Rick Hahn took vertigo victim Don Cooper's place for an appearance with season-ticket holders, and Brian Bilek at Future Sox has a number of verbatim answers from Hahn, such as:

"This year is by far the lowest percentage of accuracy in White Sox rumors. Less than 30% of the rumors I hear are accurate this year. So while I would usually say don't believe everything you hear, this year, that would be especially true."

Back in action after the birth of his son, Tyler Flowers recounted the story of getting to the hospital 10 minutes before the delivery.

"I knew like in the sixth (inning) that it was pretty much time to go," Flowers said. "That’s why I was really hoping they would correct that (home run) call because it would put me in a good spot to where I was maybe coming out of the game. When that didn’t happen, I was, ‘I hope she can hold out a little bit,’ and she did. A bunch of the (players’) wives were there helping her out."

Speaking of tales from the hospital, the five-year anniversary of Mark Buehrle's perfect game brought back memories, and John Danks' story is the best.

This is something of a Venn diagram of "How the Astros Astro'd the draft" stories. Nick Faleris at Baseball Prospectus illustrates how the Houston front office systematically eliminated its own leverage, while friend of the podcast Ben Reiter -- who wrote the cover story on the 2017 World Series champion Astros -- takes a more sympathetic view, saying the Astros genuinely believed in Aiken's talent, and had to have seen something genuinely concerning in the medical report to choose that course of action.

(Faleris points out that the White Sox played the leverage game correctly by establishing a maximum signing amount for Carlos Rodon by signing all their other draft picks first. Scott Boras did well for his client, but the Sox could afford it.)

The main disagreement comes down to how much the Astros actually hurt themselves, considering they get the second pick in the 2015 draft. Reiter maintains the position that black eyes fade and the No. 2 prospect could be a better fit than a 17-year-old pitcher was; Faleris says the combination of bad press, professional acrimony and sheer unspent money can have lasting scars.
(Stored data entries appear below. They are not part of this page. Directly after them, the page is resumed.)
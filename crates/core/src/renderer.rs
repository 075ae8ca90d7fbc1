//! Writes the i3bar protocol stream.
//!
//! Line 1 is the header, line 2 opens an array that is never closed, and
//! every frame after that is one JSON array followed by a comma.

use crate::status::Frame;
use log::{debug, error};
use sensbar_types::{Block, ProtocolHeader};
use std::io::{self, Write};
use tokio::sync::watch;
use tokio_util::sync::CancellationToken;

/// Serializes frames onto an output stream
pub struct Renderer<W: Write> {
    out: W,
    header_written: bool,
    frames_written: u64,
}

impl<W: Write> Renderer<W> {
    pub fn new(out: W) -> Self {
        Self {
            out,
            header_written: false,
            frames_written: 0,
        }
    }

    /// Write the header and the opening `[`; later calls are no-ops
    pub fn emit_header(&mut self, header: &ProtocolHeader) -> io::Result<()> {
        if self.header_written {
            return Ok(());
        }
        let json = serde_json::to_string(header).map_err(io::Error::other)?;
        writeln!(self.out, "{}", json)?;
        writeln!(self.out, "[")?;
        self.out.flush()?;
        self.header_written = true;
        Ok(())
    }

    /// Write one frame as `[...],`
    ///
    /// A frame that fails to serialize is logged and skipped; only I/O
    /// errors are returned.
    pub fn emit_frame(&mut self, blocks: &[Block]) -> io::Result<()> {
        let json = match serde_json::to_string(blocks) {
            Ok(json) => json,
            Err(e) => {
                error!("Failed to render status: {}", e);
                return Ok(());
            }
        };
        writeln!(self.out, "{},", json)?;
        self.out.flush()?;
        self.frames_written += 1;
        Ok(())
    }

    pub fn frames_written(&self) -> u64 {
        self.frames_written
    }

    pub fn into_inner(self) -> W {
        self.out
    }

    /// Emit the header, then one frame per change until `token` is cancelled
    /// or the frame source goes away.
    ///
    /// Writes are synchronous: if the reader stops draining the output, the
    /// worker thread running this future blocks with it. Only this task and
    /// its frames stall; modules keep their own tasks and threads.
    pub async fn run(
        &mut self,
        header: &ProtocolHeader,
        mut frames: watch::Receiver<Frame>,
        token: CancellationToken,
    ) -> io::Result<()> {
        self.emit_header(header)?;

        loop {
            tokio::select! {
                biased;
                _ = token.cancelled() => break,
                changed = frames.changed() => {
                    if changed.is_err() {
                        debug!("Frame source closed");
                        break;
                    }
                }
            }

            let frame = frames.borrow_and_update().clone();
            self.emit_frame(&frame)?;
        }

        debug!("Renderer stopped after {} frames", self.frames_written);
        Ok(())
    }
}

#[cfg(test)]
mod tests {
    use super::*;
    use sensbar_types::Separator;
    use std::time::Duration;

    fn output(renderer: Renderer<Vec<u8>>) -> String {
        String::from_utf8(renderer.into_inner()).unwrap()
    }

    #[test]
    fn test_header_written_once() {
        let mut renderer = Renderer::new(Vec::new());
        let header = ProtocolHeader::new(0, 0, true);
        renderer.emit_header(&header).unwrap();
        renderer.emit_header(&header).unwrap();

        assert_eq!(output(renderer), "{\"version\":1,\"click_events\":true}\n[\n");
    }

    #[test]
    fn test_frames_are_comma_terminated_lines() {
        let mut renderer = Renderer::new(Vec::new());
        renderer.emit_header(&ProtocolHeader::default()).unwrap();
        renderer
            .emit_frame(&[Block::new("a"), Block::spaced(4).with_text("b")])
            .unwrap();
        renderer.emit_frame(&[]).unwrap();
        assert_eq!(renderer.frames_written(), 2);

        let text = output(renderer);
        let lines: Vec<&str> = text.lines().collect();
        assert_eq!(lines[0], "{\"version\":1}");
        assert_eq!(lines[1], "[");
        assert_eq!(
            lines[2],
            "[{\"full_text\":\"a\"},{\"full_text\":\"b\",\"separator\":false,\"separator_block_width\":4}],"
        );
        assert_eq!(lines[3], "[],");
        assert!(text.trim_end().ends_with("],"));
    }

    #[test]
    fn test_separator_states_on_the_wire() {
        let mut renderer = Renderer::new(Vec::new());
        let drawn = Block::new("d").with_separator(Separator::Drawn { width: 0 });
        renderer.emit_frame(&[drawn]).unwrap();
        assert_eq!(output(renderer), "[{\"full_text\":\"d\"}],\n");
    }

    #[tokio::test(start_paused = true)]
    async fn test_run_writes_latest_frame_and_stops_on_cancel() {
        let (tx, rx) = watch::channel(Vec::new());
        let token = CancellationToken::new();
        let mut renderer = Renderer::new(Vec::new());

        let run_token = token.clone();
        let task = tokio::spawn(async move {
            renderer
                .run(&ProtocolHeader::default(), rx, run_token)
                .await
                .unwrap();
            renderer
        });

        tx.send_replace(vec![Block::new("one")]);
        tokio::time::sleep(Duration::from_millis(10)).await;
        token.cancel();
        tokio::time::sleep(Duration::from_millis(10)).await;
        tx.send_replace(vec![Block::new("late")]);

        let renderer = task.await.unwrap();
        assert_eq!(renderer.frames_written(), 1);
        let text = output(renderer);
        assert!(text.contains("one"));
        assert!(!text.contains("late"));
    }

    struct BrokenPipe;

    impl Write for BrokenPipe {
        fn write(&mut self, _buf: &[u8]) -> io::Result<usize> {
            Err(io::Error::new(io::ErrorKind::BrokenPipe, "bar went away"))
        }

        fn flush(&mut self) -> io::Result<()> {
            Ok(())
        }
    }

    #[tokio::test]
    async fn test_run_reports_write_errors() {
        let (_tx, rx) = watch::channel(Vec::new());
        let mut renderer = Renderer::new(BrokenPipe);
        let err = renderer
            .run(&ProtocolHeader::default(), rx, CancellationToken::new())
            .await
            .unwrap_err();
        assert_eq!(err.kind(), io::ErrorKind::BrokenPipe);
    }
}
Grant Brisbee puts Robin Ventura under the "New manager, bad team" category of managers who won't be fired. I'd disagree with calling Ventura "new," but the contract extension and long-term rebuilding plan basically make it the same thing. I'm pointing this out mainly because I really enjoyed this paragraph:

The owners of all of these teams might wake up every morning, look in the mirror, and mutter, "Oh, god. What have we done? Who have I hired?" These managers might be awful, all of them. One of them might have shown up to spring training, grabbed a bat by the barrel, pretended to use it like a hockey stick, and yelled "Someone throw me an alley-oop! I'm open!" He's still getting one more chance.

You can't really pull one paragrah out of this story from David Manel, who talks to players, coaches and front-office types about the effects of defensive shifting -- why the results aren't necessarily intuitive, and how the Pirates' shifting system is more malleable than one might think.